4 Failure Model

Distributed systems have the partial failure property, that is, part of the system can fail while the rest continues to work. Partial failures are not at all rare. Properly-designed applications must take them into account. This is both good and bad for application design. The bad part is that it makes applications more complex. The good part is that applications can take advantage of the redundancy offered by distributed systems to become more robust.

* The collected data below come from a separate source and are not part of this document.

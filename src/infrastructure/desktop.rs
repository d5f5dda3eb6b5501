//! 桌面能力 - 基础设施层
//!
//! 只暴露宿主机的原语能力：进程、窗口、按键、剪贴板。
//! 不认识 WorkItem，不处理流程，也不做任何等待。

use std::ffi::OsString;

use crate::error::DesktopError;
use crate::models::{Pid, WindowId};

/// 启动命令
#[derive(Debug, Clone, PartialEq, Eq)]
pub struct LaunchCommand {
    pub program: OsString,
    pub args: Vec<OsString>,
}

impl LaunchCommand {
    /// `[prefix..., app, artifact]`，有前缀时由前缀程序启动外部程序
    pub fn new(prefix: &[String], app: impl Into<OsString>, artifact: impl Into<OsString>) -> Self {
        let mut argv: Vec<OsString> = prefix.iter().map(OsString::from).collect();
        argv.push(app.into());
        argv.push(artifact.into());
        let program = argv.remove(0);
        Self {
            program,
            args: argv,
        }
    }
}

/// 桌面后端
///
/// 输入焦点和剪贴板都是整台机器共享的，调用方必须保证顺序调用
#[allow(async_fn_in_trait)]
pub trait Desktop {
    /// 启动进程
    async fn spawn(&self, command: &LaunchCommand) -> Result<Pid, DesktopError>;

    /// 列出属于该进程的可见顶层窗口
    async fn windows_of(&self, pid: Pid) -> Result<Vec<WindowId>, DesktopError>;

    /// 读取窗口标题
    async fn window_title(&self, window: WindowId) -> Result<String, DesktopError>;

    /// 激活窗口并获取输入焦点
    async fn activate(&self, window: WindowId) -> Result<(), DesktopError>;

    /// 向当前焦点窗口发送一个按键组合
    async fn send_keys(&self, keys: &str) -> Result<(), DesktopError>;

    /// 清空剪贴板
    async fn clear_clipboard(&self) -> Result<(), DesktopError>;

    /// 读取剪贴板文本
    async fn read_clipboard(&self) -> Result<String, DesktopError>;

    /// 请求窗口正常关闭
    async fn close_window(&self, window: WindowId) -> Result<(), DesktopError>;

    /// 进程是否仍在运行
    async fn is_alive(&self, pid: Pid) -> bool;

    /// 强制结束进程并回收
    async fn kill(&self, pid: Pid) -> Result<(), DesktopError>;
}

The Mozart failure model defines what failures are recognized by the system and how they are reflected in the language. The system recognizes permanent site failures that are instantaneous and both temporary and permanent communication failures. The permanent site failure mode is more generally known as fail-silent with failure detection, that is, a site stops working instantaneously, does not communicate with other sites from that point onwards, and the stop can be detected from the outside. The system provides mechanisms to program with language entities that are subject to failures.

The Mozart failure model is accessed through the module Fault. This chapter explains and justifies this functionality, and gives examples showing how to use it. We present the failure model in two steps: the basic model and the advanced model. To start writing fault-tolerant applications it is enough to understand the basic model. To build fault-tolerant abstractions it is often necessary to use the advanced model.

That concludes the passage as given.